June 18th 2019 saw the launch of Breaking New Ground in Scotland at Edinburgh’s Scottish Storytelling Centre on the Royal Mile. Although the brochure was officially launched earlier this year at the London Book Fair, this was a one-of-four UK-wide tour, supported by Literature Alliance Scotland, the Scottish Book Trust, and Creative Scotland, hosted by Seán McGovern of Pop-Up Projects, and featured a panel of established and up-and-coming authors/illustrators for an evening of discussions, readings, and Q&A.

The evening began with introductions by Valentia Bold, Vice-Chair of Literature Alliance Scotland, and Rosemary Ward, Director of Programming at the Scottish Book Trust, who both highlighted the important role organisations play in supporting BAME creatives in the publishing industry. This was followed by a talk by Sharmilla Beezmohun, director and co-founder of Speaking Volumes, who described the project’s journey from conception to current iteration, the challenges faced, and the necessity of inclusivity in literature.

London-born, Scottish-based author Faridah Àbíké-Íyímídé began the event with a reading from her upcoming book, Ace of Spades (Usborne, 2020) a mystery/thriller examining institutional racism and homophobia inspired by her own experiences, through a diverse cast of characters.  At only 20 years old, Faridah Àbíké-Íyímídé is a highly anticipated new voice in UK YA fiction.

Award-winning children’s author/illustrator Ken Wilson-Max performed his Kate Greenaway nominated book, the Drum, accompanied by the entire room clapping and stomping in unison to the beat of Queen’s ‘We Will Rock You’.  He also discussed his upcoming book, Astro Girl, and the 9-year journey to have it published.

Sarwat Chadda, an award-winning author best known for his work Devil’s Kiss and the Ash Mistry series, read an excerpt from Savage Fortress – a must for Percy Jackson fans. Chadda is highly influenced by mythology, having learned to write from playing Dungeons and Dragons as a boy and now entertaining and educating young readers  about Indian folklore mythology through Ash Mistry and Mesopotamian mythology in his upcoming book Plague God, part of the Rick Riordan Presents/Disney imprint series.

Emily Hughes is a Hawaiian heritage, UK-based author/illustrator who is inspired by East Asian folklore and stories. She has illustrated/written a number of well-known picture books including the Charlie and Mouse series, Everything You Need for a Treehouse, Wild, and Nana Shaped Like a Banana which came second in the 2012 Macmillan Prize for Children’s Picture Books.

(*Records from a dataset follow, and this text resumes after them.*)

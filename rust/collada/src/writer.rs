// This Source Code Form is subject to the terms of the Mozilla Public
// License, v. 2.0. If a copy of the MPL was not distributed with this
// file, You can obtain one at https://mozilla.org/MPL/2.0/.

//! Entity tree → COLLADA 1.4.1 document.
//!
//! Every Mesh entity becomes one `<geometry>` and one scene `<node>`; one
//! effect/material pair is written per distinct color. Output is Z-up with
//! meter units, which is what the mesh buffers already are.

use crate::extra::{format_user_properties, WRITE_PROFILE};
use c3ml_core::xml::{escape_xml, join_numbers};
use c3ml_core::{Color, Entity, EntityCollection, MeshData};
use rustc_hash::FxHashSet;

/// Serialize all Mesh entities of a collection, in collection order.
pub fn write_collada(collection: &EntityCollection) -> String {
    let meshes: Vec<(&Entity, &MeshData)> = collection
        .iter()
        .filter_map(|e| e.as_mesh().map(|m| (e, m)))
        .collect();

    let mut xml = String::new();
    xml.push_str(
        r#"<?xml version="1.0" encoding="utf-8"?>
<COLLADA xmlns="http://www.collada.org/2005/11/COLLADASchema" version="1.4.1">
  <asset>
    <contributor><authoring_tool>c3ml</authoring_tool></contributor>
    <unit name="meter" meter="1"/>
    <up_axis>Z_UP</up_axis>
  </asset>
"#,
    );

    // One effect/material per distinct color, first-seen order
    let mut seen = FxHashSet::default();
    let colors: Vec<Color> = meshes
        .iter()
        .map(|(e, _)| e.color_or_default())
        .filter(|c| seen.insert(c.key()))
        .collect();

    xml.push_str("  <library_effects>\n");
    for color in &colors {
        let [r, g, b, a] = color.to_unit_floats();
        xml.push_str(&format!(
            r#"    <effect id="effect-{key}">
      <profile_COMMON>
        <technique sid="common">
          <lambert>
            <diffuse><color>{r} {g} {b} {a}</color></diffuse>
          </lambert>
        </technique>
      </profile_COMMON>
    </effect>
"#,
            key = color.key(),
        ));
    }
    xml.push_str("  </library_effects>\n");

    xml.push_str("  <library_materials>\n");
    for color in &colors {
        xml.push_str(&format!(
            "    <material id=\"material-{key}\"><instance_effect url=\"#effect-{key}\"/></material>\n",
            key = color.key()
        ));
    }
    xml.push_str("  </library_materials>\n");

    xml.push_str("  <library_geometries>\n");
    for (i, (entity, mesh)) in meshes.iter().enumerate() {
        write_geometry(&mut xml, i, entity, mesh);
    }
    xml.push_str("  </library_geometries>\n");

    xml.push_str("  <library_visual_scenes>\n    <visual_scene id=\"scene\" name=\"scene\">\n");
    for (i, (entity, _)) in meshes.iter().enumerate() {
        write_node(&mut xml, i, entity);
    }
    xml.push_str("    </visual_scene>\n  </library_visual_scenes>\n");

    xml.push_str("  <scene><instance_visual_scene url=\"#scene\"/></scene>\n</COLLADA>\n");

    tracing::debug!(meshes = meshes.len(), materials = colors.len(), "Wrote COLLADA document");
    xml
}

fn write_geometry(xml: &mut String, index: usize, entity: &Entity, mesh: &MeshData) {
    let id = format!("geom-{}", index);
    let has_normals = !mesh.normals.is_empty() && mesh.normals.len() == mesh.positions.len();

    xml.push_str(&format!(
        "    <geometry id=\"{}\" name=\"{}\">\n      <mesh>\n",
        id,
        escape_xml(&entity.name)
    ));
    write_source(xml, &format!("{}-positions", id), &mesh.positions);
    if has_normals {
        write_source(xml, &format!("{}-normals", id), &mesh.normals);
    }

    xml.push_str(&format!(
        "        <vertices id=\"{id}-vertices\">\n          <input semantic=\"POSITION\" source=\"#{id}-positions\"/>\n",
        id = id
    ));
    if has_normals {
        xml.push_str(&format!(
            "          <input semantic=\"NORMAL\" source=\"#{}-normals\"/>\n",
            id
        ));
    }
    xml.push_str("        </vertices>\n");

    xml.push_str(&format!(
        r##"        <triangles count="{count}" material="material-{key}">
          <input semantic="VERTEX" source="#{id}-vertices" offset="0"/>
          <p>{indices}</p>
        </triangles>
      </mesh>
    </geometry>
"##,
        count = mesh.triangle_count(),
        key = entity.color_or_default().key(),
        id = id,
        indices = join_numbers(&mesh.triangles),
    ));
}

fn write_source(xml: &mut String, id: &str, values: &[f64]) {
    xml.push_str(&format!(
        r##"        <source id="{id}">
          <float_array id="{id}-array" count="{count}">{values}</float_array>
          <technique_common>
            <accessor source="#{id}-array" count="{vertices}" stride="3">
              <param name="X" type="float"/>
              <param name="Y" type="float"/>
              <param name="Z" type="float"/>
            </accessor>
          </technique_common>
        </source>
"##,
        id = id,
        count = values.len(),
        values = join_numbers(values),
        vertices = values.len() / 3,
    ));
}

fn write_node(xml: &mut String, index: usize, entity: &Entity) {
    let key = entity.color_or_default().key();
    xml.push_str(&format!(
        r##"      <node id="node-{index}" name="{name}">
        <instance_geometry url="#geom-{index}">
          <bind_material>
            <technique_common>
              <instance_material symbol="material-{key}" target="#material-{key}"/>
            </technique_common>
          </bind_material>
        </instance_geometry>
"##,
        index = index,
        name = escape_xml(&entity.name),
        key = key,
    ));

    if !entity.properties.is_empty() {
        xml.push_str(&format!(
            "        <extra>\n          <technique profile=\"{}\">\n            <user_properties>{}</user_properties>\n          </technique>\n        </extra>\n",
            WRITE_PROFILE,
            escape_xml(&format_user_properties(&entity.properties))
        ));
    }
    xml.push_str("      </node>\n");
}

Hughes also gave a live demonstration of her work being created as she explained how she draws upon emotive expressions to convey meaning to her young readers.

Initiatives such as Breaking New Ground are a step towards increasing visibility of people of colour in the industry and normalise representation in stories. While there has been recent effort from the publishing and non-profit sectors to provide platforms for BAME creatives, there is still a lot of work to be done within the industry to ensure equality of authors and illustrators of colour. Libraries play a key role in actively advocating and promoting diversity, equality, and inclusion. Breaking New Ground is a fantastic tool that can be used to inform practice and stock selection so that Libraries are inclusive, diverse, and representative of their communities.